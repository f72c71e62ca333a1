//! Implementation of Retro's CLI commands.

use std::io::IsTerminal;
use std::path::{Path, PathBuf};

use crate::intent::Classifier;
use crate::knowledge::{self, read_patch_entries, Answer, Category, KnowledgeBase, KnowledgeStore};
use crate::services::{speech_from_config, ArithmeticSolver, MathSolver, QrGenerator, SvgQrGenerator};
use crate::session::{LineOperator, Session};
use crate::types::config::Config;
use crate::RetroResult;

use super::interactive::{show_stats_summary, TerminalOperator};

/// Initializes configuration and an empty knowledge file in the specified directory.
pub fn init(path: Option<PathBuf>) -> RetroResult<()> {
    let target_dir = path.unwrap_or_else(|| PathBuf::from("."));

    // Create directory if it doesn't exist
    if !target_dir.exists() {
        std::fs::create_dir_all(&target_dir)?;
        tracing::info!("Directory created: {}", target_dir.display());
    }

    let config_path = target_dir.join("retro.toml");
    let config = Config::default_config();

    if config_path.exists() {
        println!("Configuration already exists at: {}", config_path.display());
    } else {
        config.save(&config_path)?;
        println!("Configuration created at: {}", config_path.display());
    }

    let knowledge_path = target_dir.join(&config.knowledge.path);
    if knowledge_path.exists() {
        println!("Knowledge file already exists at: {}", knowledge_path.display());
    } else {
        KnowledgeStore::new(&knowledge_path, KnowledgeBase::new()).save()?;
        println!("Knowledge file created at: {}", knowledge_path.display());
    }

    println!();
    println!("Next steps:");
    println!("  1. Start chatting: retro chat");
    println!("  2. Teach directly: retro teach \"what is your name\" \"I'm Retro.\"");

    Ok(())
}

/// Runs an interactive session.
pub async fn chat(config: &Config) -> RetroResult<()> {
    let store = KnowledgeStore::from_config(&config.knowledge)?;

    let mut session = Session::new(
        store,
        speech_from_config(&config.voice),
        Box::new(ArithmeticSolver),
        Box::new(SvgQrGenerator::from_config(&config.qr)),
    );

    let summary = if std::io::stdin().is_terminal() {
        session.run(&mut TerminalOperator::new()).await?
    } else {
        let stdin = std::io::stdin();
        let mut operator = LineOperator::new(stdin.lock(), std::io::stdout());
        session.run(&mut operator).await?
    };

    tracing::info!(
        turns = summary.turns,
        answered = summary.answered,
        taught = summary.taught,
        generated = summary.expansion.entries_written,
        "Session finished"
    );

    Ok(())
}

/// Answers one question.
pub fn ask(question: &str, config: &Config) -> RetroResult<()> {
    let raw = question.trim();

    if Classifier::is_math_question(raw) {
        for step in ArithmeticSolver.solve(raw) {
            println!("{}", step);
        }
        return Ok(());
    }

    let store = KnowledgeStore::from_config(&config.knowledge)?;
    let query = raw.to_lowercase();
    let category = Classifier::classify(&query)
        .category()
        .unwrap_or(Category::Personal);

    match store
        .knowledge()
        .lookup(category, &query, Classifier::wants_details(&query))
    {
        Some(reply) => println!("{}", reply.text),
        None => println!("I don't know that yet."),
    }

    Ok(())
}

/// Stores an answer and saves.
pub fn teach(
    question: &str,
    answer: &str,
    details: Option<String>,
    category: Category,
    config: &Config,
) -> RetroResult<()> {
    let mut store = KnowledgeStore::from_config(&config.knowledge)?;

    let answer = match details {
        Some(details) => Answer::detailed(answer, Some(details)),
        None => Answer::plain(answer),
    };

    let question = question.trim().to_lowercase();
    store.put(category, question.as_str(), answer)?;
    store.save()?;

    println!("Learned ({}): {}", category, question);
    Ok(())
}

/// Runs knowledge expansion and saves.
pub fn expand(config: &Config) -> RetroResult<()> {
    let mut store = KnowledgeStore::from_config(&config.knowledge)?;

    let report = knowledge::expand(store.knowledge_mut());
    store.save()?;

    println!("Documents: {}", report.documents);
    println!("Pairs compared: {}", report.pairs_compared);
    println!("Generated entries written: {}", report.entries_written);
    Ok(())
}

/// Installs a new TFT patch and saves.
pub fn update_tft(patch: &str, input: &Path, config: &Config) -> RetroResult<()> {
    let entries = read_patch_entries(input)?;
    let mut store = KnowledgeStore::from_config(&config.knowledge)?;

    let today = chrono::Local::now().date_naive();
    let report = store.knowledge_mut().apply_patch(patch, entries, today);
    store.save()?;

    if let Some(old) = &report.archived_as {
        println!("Previous TFT data archived as patch {}", old);
    }
    println!("TFT updated safely to patch {} ({} entries)", patch, report.entries);
    Ok(())
}

/// Prints the steps solving a math problem.
pub fn solve(expression: &str) {
    for step in ArithmeticSolver.solve(expression) {
        println!("{}", step);
    }
}

/// Writes a QR code image.
pub fn qr(data: &str, output: Option<PathBuf>, config: &Config) -> RetroResult<()> {
    let mut qr_config = config.qr.clone();
    if let Some(output) = output {
        qr_config.output = output;
    }

    let path = SvgQrGenerator::from_config(&qr_config).generate(data)?;
    println!("QR code created successfully as {}", path.display());
    Ok(())
}

/// Shows entry counts per section.
pub fn stats(config: &Config) -> RetroResult<()> {
    let store = KnowledgeStore::from_config(&config.knowledge)?;
    println!("Knowledge file: {}", store.path().display());
    show_stats_summary(&store.knowledge().stats());
    Ok(())
}

/// Shows version.
pub fn version() {
    println!("retro {}", env!("CARGO_PKG_VERSION"));
    println!();
    println!("A question-answering assistant that learns from you");
}

#[cfg(test)]
mod tests {
    use super::*;
    use tempfile::tempdir;

    fn config_in(dir: &Path) -> Config {
        let mut config = Config::default_config();
        config.knowledge.path = dir.join("knowledge.json");
        config
    }

    #[test]
    fn test_version() {
        // Only checks that it does not panic
        version();
    }

    #[test]
    fn test_init_creates_files() {
        let dir = tempdir().unwrap();
        init(Some(dir.path().to_path_buf())).unwrap();

        assert!(dir.path().join("retro.toml").exists());
        assert!(dir.path().join("retroai").join("knowledge.json").exists());

        // Running twice keeps existing files
        init(Some(dir.path().to_path_buf())).unwrap();
    }

    #[test]
    fn test_teach_stores_lowercased_question() {
        let dir = tempdir().unwrap();
        let config = config_in(dir.path());
        KnowledgeStore::new(&config.knowledge.path, KnowledgeBase::new())
            .save()
            .unwrap();

        teach("What Is Your Name", "I'm Retro.", None, Category::Personal, &config).unwrap();

        let store = KnowledgeStore::load(&config.knowledge.path).unwrap();
        assert_eq!(
            store.knowledge().personal["what is your name"],
            Answer::plain("I'm Retro.")
        );
    }

    #[test]
    fn test_teach_detailed_tft_answer() {
        let dir = tempdir().unwrap();
        let config = config_in(dir.path());
        KnowledgeStore::new(&config.knowledge.path, KnowledgeBase::new())
            .save()
            .unwrap();

        teach("best comp", "Ionia", Some("Fast 8".to_string()), Category::Tft, &config).unwrap();

        let store = KnowledgeStore::load(&config.knowledge.path).unwrap();
        assert_eq!(
            store.knowledge().tft["best comp"],
            Answer::detailed("Ionia", Some("Fast 8".to_string()))
        );
    }

    #[test]
    fn test_ask_without_knowledge_file_fails() {
        let dir = tempdir().unwrap();
        let config = config_in(dir.path());

        let err = ask("what is your name", &config).unwrap_err();
        assert!(err.is_storage());
    }
}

::::::

— TASK TO COMPLETE —
Scan the records for the word "trim". Copy each line where it turns up.

— TASK ANSWER —
    let raw = question.trim();
    let question = question.trim().to_lowercase();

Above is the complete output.